Ajuda a monitorizar mulheres grávidas na aldeia de 500 pessoas, a fazer testes à malária e distribui medicamentos básicos para a febre e diarreia.

O principal ganha-pão da família de cinco pessoas é o salário de Jani, que recebe 3000 rupias (cerca de 34 euros) por mês. É esse dinheiro que mantém as duas filhas e o filho na escola.

Foto
A vila de Jani Danish Siddiqui

Quando soube que ia ser vacinada, Jani disse que não estava preocupada. Só depois ouviu o boato. “Alguém me disse que as pessoas desmaiavam, tinham febre e algumas morriam depois da injecção. Por isso é que estava com medo.
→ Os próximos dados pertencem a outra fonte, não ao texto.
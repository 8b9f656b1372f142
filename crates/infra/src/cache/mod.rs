//! Redis-backed rate-limit store and cache housekeeping

pub mod janitor;
pub mod window_store;

use std::time::Duration;

use redis::aio::ConnectionManager;
use storesync_domain::{RedisConfig, Result, StoreSyncError};
use tracing::info;

use crate::errors::InfraError;

pub use janitor::RedisCacheJanitor;
pub use window_store::RedisWindowStore;

/// Open a multiplexed, auto-reconnecting connection to Redis.
///
/// Fails when the server cannot be reached within `timeout`.
pub async fn connect(config: &RedisConfig, timeout: Duration) -> Result<ConnectionManager> {
    let client = redis::Client::open(config.url.as_str())
        .map_err(|e| StoreSyncError::Config(format!("invalid redis url: {e}")))?;

    let manager = tokio::time::timeout(timeout, ConnectionManager::new(client))
        .await
        .map_err(|_| StoreSyncError::Timeout(format!("redis connect after {timeout:?}")))?
        .map_err(|e| StoreSyncError::from(InfraError::from(e)))?;

    info!(url = %redacted(&config.url), "redis connection established");
    Ok(manager)
}

/// Strip credentials from a connection URL before logging it
fn redacted(raw: &str) -> String {
    match url::Url::parse(raw) {
        Ok(mut parsed) => {
            if parsed.password().is_some() {
                let _ = parsed.set_password(Some("***"));
            }
            parsed.to_string()
        }
        Err(_) => "<unparseable>".to_string(),
    }
}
Mas depois correu tudo bem”, disse a mulher, já visivelmente aliviada depois de a injecção não produzir efeitos colaterais imediatos.

Num inquérito realizado pela plataforma online LocalCircles, sediada em Nova Deli, 62% dos 17 mil entrevistados não sabiam se queriam receber a vacina e estavam preocupados com possíveis reacções adversas.

Estes receios também crescem entre os trabalhadores da área da saúde, levando o governo a apelar, esta semana, aos médicos e enfermeiros da linha da frente que não recusem as injecções depois de muitos estados falharem as metas iniciais de vacinação.

Foto
Jani a ser vacinada Danish Siddiqui

Jani, nervosa, recebeu finalmente a primeira dose da vacina: um pequeno passo na missão da Índia para combater a pandemia.